■ **Problem statement**
Where a line below contains "title", count it. Reply with the total only.
--- Source records Enclosed Below ---
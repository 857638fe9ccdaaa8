//! FLAC conversion using ffmpeg

use crate::error::ConvertError;
use crate::naming::sanitize_filename;
use crate::process::ProcessRunner;
use std::path::{Path, PathBuf};
use std::sync::Arc;
use tracing::{debug, info, warn};

/// Invokes ffmpeg to convert a downloaded audio file into a FLAC container
/// at maximum compression, writing into the persistent output directory.
pub struct Converter {
    ffmpeg_path: PathBuf,
    runner: Arc<dyn ProcessRunner>,
}

#[derive(Debug)]
pub struct ConversionResult {
    pub flac_path: PathBuf,
    pub bytes: u64,
}

impl Converter {
    pub fn new(ffmpeg_path: PathBuf, runner: Arc<dyn ProcessRunner>) -> Self {
        Self { ffmpeg_path, runner }
    }

    /// Convert `input` to `<output_dir>/<sanitized title>.flac`.
    ///
    /// ffmpeg writes to a `.part` name which is renamed only on a zero exit,
    /// so a failed conversion never leaves a partial file under the final
    /// name.
    pub async fn convert(
        &self,
        input: &Path,
        output_dir: &Path,
        title: &str,
    ) -> Result<ConversionResult, ConvertError> {
        tokio::fs::create_dir_all(output_dir).await?;

        let filename = format!("{}.flac", sanitize_filename(title));
        let flac_path = output_dir.join(&filename);
        let part_path = output_dir.join(format!("{}.part", filename));

        info!("Converting to FLAC: {}", filename);

        let args = vec![
            "-hide_banner".to_string(),
            "-loglevel".to_string(),
            "error".to_string(),
            "-i".to_string(),
            input.to_string_lossy().into_owned(),
            "-c:a".to_string(),
            "flac".to_string(),
            // Maximum compression, still lossless
            "-compression_level".to_string(),
            "12".to_string(),
            // The .part suffix hides the container from extension inference
            "-f".to_string(),
            "flac".to_string(),
            "-y".to_string(),
            part_path.to_string_lossy().into_owned(),
        ];

        let output = self.runner.run(&self.ffmpeg_path, &args).await?;

        if !output.success() {
            let stderr = output.stderr_utf8().into_owned();
            debug!("ffmpeg stderr: {}", stderr);
            if let Err(e) = tokio::fs::remove_file(&part_path).await {
                if e.kind() != std::io::ErrorKind::NotFound {
                    warn!("could not remove partial output {}: {}", part_path.display(), e);
                }
            }
            return Err(ConvertError::FfmpegFailed { code: output.code, stderr });
        }

        tokio::fs::rename(&part_path, &flac_path).await?;
        let bytes = tokio::fs::metadata(&flac_path).await?.len();

        debug!("Converted to: {} ({} bytes)", flac_path.display(), bytes);
        Ok(ConversionResult { flac_path, bytes })
    }
}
--- End of Enclosed Source records ---
■ **Your response**
3